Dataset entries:
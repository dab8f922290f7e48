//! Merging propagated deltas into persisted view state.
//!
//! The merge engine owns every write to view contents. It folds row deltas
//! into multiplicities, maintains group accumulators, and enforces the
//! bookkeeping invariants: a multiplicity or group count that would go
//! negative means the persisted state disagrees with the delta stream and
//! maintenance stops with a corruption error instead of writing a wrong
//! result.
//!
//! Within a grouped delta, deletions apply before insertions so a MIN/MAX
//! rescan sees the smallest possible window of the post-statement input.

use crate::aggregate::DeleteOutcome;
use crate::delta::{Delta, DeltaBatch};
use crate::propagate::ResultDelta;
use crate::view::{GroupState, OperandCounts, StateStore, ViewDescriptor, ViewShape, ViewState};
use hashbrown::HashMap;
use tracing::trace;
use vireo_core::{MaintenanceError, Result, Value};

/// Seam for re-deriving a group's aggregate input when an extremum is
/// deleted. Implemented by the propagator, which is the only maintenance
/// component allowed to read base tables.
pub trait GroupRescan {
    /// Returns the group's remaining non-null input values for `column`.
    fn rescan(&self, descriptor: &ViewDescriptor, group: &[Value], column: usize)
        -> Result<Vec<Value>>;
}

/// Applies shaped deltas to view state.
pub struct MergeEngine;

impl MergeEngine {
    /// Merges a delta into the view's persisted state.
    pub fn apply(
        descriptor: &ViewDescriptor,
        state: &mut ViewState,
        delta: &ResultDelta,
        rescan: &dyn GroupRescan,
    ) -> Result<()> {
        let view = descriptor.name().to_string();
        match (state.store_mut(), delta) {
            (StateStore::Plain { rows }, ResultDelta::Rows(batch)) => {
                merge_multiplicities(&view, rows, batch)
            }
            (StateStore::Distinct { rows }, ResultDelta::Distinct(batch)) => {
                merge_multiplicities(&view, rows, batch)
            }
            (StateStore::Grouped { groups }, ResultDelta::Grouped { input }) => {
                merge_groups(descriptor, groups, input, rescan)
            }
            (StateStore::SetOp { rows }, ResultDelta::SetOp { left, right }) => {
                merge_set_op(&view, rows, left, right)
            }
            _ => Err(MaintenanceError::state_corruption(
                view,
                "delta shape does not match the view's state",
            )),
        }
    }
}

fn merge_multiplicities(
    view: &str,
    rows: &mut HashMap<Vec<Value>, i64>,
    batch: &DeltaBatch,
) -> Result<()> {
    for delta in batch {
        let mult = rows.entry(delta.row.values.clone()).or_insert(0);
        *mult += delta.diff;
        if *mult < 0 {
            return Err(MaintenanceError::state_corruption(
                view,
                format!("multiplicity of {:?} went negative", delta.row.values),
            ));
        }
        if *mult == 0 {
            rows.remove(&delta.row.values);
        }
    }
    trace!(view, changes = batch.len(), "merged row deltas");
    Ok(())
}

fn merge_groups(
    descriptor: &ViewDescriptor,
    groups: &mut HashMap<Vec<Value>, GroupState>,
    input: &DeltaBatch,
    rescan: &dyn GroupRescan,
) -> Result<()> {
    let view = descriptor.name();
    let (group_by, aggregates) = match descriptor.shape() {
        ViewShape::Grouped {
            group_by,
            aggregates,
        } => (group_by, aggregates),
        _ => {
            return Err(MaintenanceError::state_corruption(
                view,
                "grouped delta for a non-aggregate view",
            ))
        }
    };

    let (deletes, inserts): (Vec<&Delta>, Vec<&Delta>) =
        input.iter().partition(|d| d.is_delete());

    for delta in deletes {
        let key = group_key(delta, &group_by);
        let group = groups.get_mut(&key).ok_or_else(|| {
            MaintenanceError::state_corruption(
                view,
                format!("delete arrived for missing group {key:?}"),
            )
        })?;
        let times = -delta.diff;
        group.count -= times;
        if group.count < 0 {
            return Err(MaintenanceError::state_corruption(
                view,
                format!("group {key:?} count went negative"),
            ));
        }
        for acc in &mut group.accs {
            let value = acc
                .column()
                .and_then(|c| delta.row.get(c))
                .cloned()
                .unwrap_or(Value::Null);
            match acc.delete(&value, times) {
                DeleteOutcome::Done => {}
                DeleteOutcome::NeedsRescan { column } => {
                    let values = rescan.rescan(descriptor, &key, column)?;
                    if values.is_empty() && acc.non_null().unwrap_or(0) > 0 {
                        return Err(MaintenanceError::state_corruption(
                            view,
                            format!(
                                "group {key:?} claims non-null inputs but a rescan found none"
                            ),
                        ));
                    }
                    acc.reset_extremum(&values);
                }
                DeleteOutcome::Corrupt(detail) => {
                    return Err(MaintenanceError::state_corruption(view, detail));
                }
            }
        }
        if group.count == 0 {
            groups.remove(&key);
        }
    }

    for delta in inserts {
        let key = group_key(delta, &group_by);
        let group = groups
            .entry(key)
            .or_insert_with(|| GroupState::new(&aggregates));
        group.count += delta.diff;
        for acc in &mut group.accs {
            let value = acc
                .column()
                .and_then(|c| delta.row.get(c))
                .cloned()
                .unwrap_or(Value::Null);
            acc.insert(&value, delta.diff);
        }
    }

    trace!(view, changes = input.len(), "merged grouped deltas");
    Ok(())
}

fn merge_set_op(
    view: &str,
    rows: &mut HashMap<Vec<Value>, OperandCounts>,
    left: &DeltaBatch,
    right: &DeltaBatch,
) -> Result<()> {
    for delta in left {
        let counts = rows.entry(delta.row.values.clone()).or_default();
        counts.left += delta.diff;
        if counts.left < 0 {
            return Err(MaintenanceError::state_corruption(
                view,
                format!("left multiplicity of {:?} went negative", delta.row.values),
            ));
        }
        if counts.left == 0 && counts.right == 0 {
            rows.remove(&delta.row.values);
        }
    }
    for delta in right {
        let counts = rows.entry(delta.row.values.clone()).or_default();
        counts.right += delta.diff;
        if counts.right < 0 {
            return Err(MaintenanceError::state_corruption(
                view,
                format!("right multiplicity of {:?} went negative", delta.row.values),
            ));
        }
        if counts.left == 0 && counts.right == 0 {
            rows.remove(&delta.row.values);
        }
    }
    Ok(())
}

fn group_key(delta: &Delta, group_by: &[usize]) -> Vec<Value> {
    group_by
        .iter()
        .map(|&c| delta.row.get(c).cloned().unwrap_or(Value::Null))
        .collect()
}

Task to carry out: Every line of the entries above that includes "deletes" should be copied.

Response area:
    let (deletes, inserts): (Vec<&Delta>, Vec<&Delta>) =
    for delta in deletes {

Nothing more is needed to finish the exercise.